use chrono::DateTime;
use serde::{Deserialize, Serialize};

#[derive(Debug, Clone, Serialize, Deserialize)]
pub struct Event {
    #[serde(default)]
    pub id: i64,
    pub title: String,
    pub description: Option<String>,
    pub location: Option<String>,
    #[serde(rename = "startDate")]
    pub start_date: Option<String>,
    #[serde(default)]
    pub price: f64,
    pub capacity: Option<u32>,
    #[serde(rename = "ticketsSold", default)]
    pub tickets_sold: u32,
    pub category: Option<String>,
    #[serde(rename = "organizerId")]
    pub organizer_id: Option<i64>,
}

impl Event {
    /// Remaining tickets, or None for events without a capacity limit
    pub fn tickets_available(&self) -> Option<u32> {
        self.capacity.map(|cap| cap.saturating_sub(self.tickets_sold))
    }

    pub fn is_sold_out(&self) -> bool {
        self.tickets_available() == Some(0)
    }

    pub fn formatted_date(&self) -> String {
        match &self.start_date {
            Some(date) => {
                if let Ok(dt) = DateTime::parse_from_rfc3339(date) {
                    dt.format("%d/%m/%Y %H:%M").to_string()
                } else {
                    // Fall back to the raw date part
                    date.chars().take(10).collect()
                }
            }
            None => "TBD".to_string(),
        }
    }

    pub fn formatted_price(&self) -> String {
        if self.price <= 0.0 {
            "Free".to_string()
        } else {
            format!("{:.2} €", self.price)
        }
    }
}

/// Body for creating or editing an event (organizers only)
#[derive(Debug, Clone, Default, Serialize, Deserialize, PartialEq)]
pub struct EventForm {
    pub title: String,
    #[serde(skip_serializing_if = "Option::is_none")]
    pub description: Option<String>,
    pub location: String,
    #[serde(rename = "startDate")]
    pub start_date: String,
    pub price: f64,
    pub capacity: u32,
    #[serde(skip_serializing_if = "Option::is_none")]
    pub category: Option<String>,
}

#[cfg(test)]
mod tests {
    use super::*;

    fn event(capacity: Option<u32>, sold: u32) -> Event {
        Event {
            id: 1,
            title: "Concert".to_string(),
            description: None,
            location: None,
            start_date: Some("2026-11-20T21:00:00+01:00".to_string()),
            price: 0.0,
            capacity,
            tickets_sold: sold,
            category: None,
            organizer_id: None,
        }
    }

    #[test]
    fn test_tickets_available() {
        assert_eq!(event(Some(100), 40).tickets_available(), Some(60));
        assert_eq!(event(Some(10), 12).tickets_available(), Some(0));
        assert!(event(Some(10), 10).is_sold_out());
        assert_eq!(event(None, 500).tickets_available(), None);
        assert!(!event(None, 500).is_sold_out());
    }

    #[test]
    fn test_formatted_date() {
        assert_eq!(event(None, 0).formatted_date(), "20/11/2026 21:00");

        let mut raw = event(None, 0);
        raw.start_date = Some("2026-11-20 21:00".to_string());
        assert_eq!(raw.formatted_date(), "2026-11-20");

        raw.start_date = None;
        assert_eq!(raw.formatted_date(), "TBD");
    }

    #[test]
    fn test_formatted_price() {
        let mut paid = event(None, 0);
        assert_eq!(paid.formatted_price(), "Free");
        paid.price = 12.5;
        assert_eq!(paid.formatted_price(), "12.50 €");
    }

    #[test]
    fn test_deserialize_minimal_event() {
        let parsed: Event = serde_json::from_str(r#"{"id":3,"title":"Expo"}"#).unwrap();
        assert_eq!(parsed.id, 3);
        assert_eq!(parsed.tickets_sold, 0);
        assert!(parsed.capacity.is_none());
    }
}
------------------------------------------------------------------------
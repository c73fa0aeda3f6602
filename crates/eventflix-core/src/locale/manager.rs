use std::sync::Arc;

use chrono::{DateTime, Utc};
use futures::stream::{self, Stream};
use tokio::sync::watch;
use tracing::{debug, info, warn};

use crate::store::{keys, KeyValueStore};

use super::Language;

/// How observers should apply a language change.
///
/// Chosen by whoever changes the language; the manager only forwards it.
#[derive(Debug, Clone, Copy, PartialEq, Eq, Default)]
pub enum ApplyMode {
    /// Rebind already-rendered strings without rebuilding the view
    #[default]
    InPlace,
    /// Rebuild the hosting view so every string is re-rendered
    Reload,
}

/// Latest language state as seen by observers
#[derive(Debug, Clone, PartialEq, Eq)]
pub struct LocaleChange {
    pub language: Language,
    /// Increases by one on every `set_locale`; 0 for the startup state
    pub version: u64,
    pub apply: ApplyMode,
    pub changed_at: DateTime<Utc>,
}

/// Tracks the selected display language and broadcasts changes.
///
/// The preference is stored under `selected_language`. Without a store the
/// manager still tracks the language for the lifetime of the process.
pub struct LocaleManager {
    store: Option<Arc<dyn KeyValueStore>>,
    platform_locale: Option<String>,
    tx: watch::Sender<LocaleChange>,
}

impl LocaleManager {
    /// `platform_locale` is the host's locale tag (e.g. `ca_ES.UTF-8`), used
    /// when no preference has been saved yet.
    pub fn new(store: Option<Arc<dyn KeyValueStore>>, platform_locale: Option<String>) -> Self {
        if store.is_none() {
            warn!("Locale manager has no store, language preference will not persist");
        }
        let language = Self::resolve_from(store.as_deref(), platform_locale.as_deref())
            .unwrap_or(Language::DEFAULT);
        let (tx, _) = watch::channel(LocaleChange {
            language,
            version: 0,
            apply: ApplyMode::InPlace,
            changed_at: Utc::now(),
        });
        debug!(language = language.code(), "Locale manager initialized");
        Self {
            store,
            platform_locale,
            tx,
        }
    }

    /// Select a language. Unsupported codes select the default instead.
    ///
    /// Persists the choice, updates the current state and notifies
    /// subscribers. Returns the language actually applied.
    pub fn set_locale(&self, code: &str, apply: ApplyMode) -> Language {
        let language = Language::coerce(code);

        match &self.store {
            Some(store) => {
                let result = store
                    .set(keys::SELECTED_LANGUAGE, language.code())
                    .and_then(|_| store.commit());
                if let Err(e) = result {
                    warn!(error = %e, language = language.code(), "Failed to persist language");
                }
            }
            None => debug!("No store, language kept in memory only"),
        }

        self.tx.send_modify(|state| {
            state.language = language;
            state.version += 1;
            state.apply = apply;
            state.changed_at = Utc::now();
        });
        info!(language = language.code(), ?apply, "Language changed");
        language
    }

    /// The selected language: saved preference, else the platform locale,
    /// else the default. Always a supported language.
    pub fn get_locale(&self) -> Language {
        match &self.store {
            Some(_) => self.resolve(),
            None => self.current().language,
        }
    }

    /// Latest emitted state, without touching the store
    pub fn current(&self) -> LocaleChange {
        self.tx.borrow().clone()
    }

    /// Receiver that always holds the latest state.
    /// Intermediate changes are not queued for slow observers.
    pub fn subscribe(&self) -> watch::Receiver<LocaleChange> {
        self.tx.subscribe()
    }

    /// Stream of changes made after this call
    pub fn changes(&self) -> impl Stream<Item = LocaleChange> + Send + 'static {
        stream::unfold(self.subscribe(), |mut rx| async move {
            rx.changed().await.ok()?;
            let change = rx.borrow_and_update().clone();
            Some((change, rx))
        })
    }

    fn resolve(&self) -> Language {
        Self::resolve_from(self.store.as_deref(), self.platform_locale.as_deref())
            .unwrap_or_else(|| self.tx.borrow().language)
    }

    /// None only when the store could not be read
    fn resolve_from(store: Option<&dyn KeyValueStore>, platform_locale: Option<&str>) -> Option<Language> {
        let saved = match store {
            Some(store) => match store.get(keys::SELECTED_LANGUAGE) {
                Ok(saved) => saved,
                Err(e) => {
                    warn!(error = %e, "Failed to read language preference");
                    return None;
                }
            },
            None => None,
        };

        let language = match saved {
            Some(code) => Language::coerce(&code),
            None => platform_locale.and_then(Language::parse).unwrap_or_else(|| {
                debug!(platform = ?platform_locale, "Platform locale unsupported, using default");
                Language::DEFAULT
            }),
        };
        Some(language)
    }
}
------------------------------------------------------------------------
- [To do] Working through the records above, establish how many lines contain the string "state", and reply with the number by itself.

- [Task answer] 10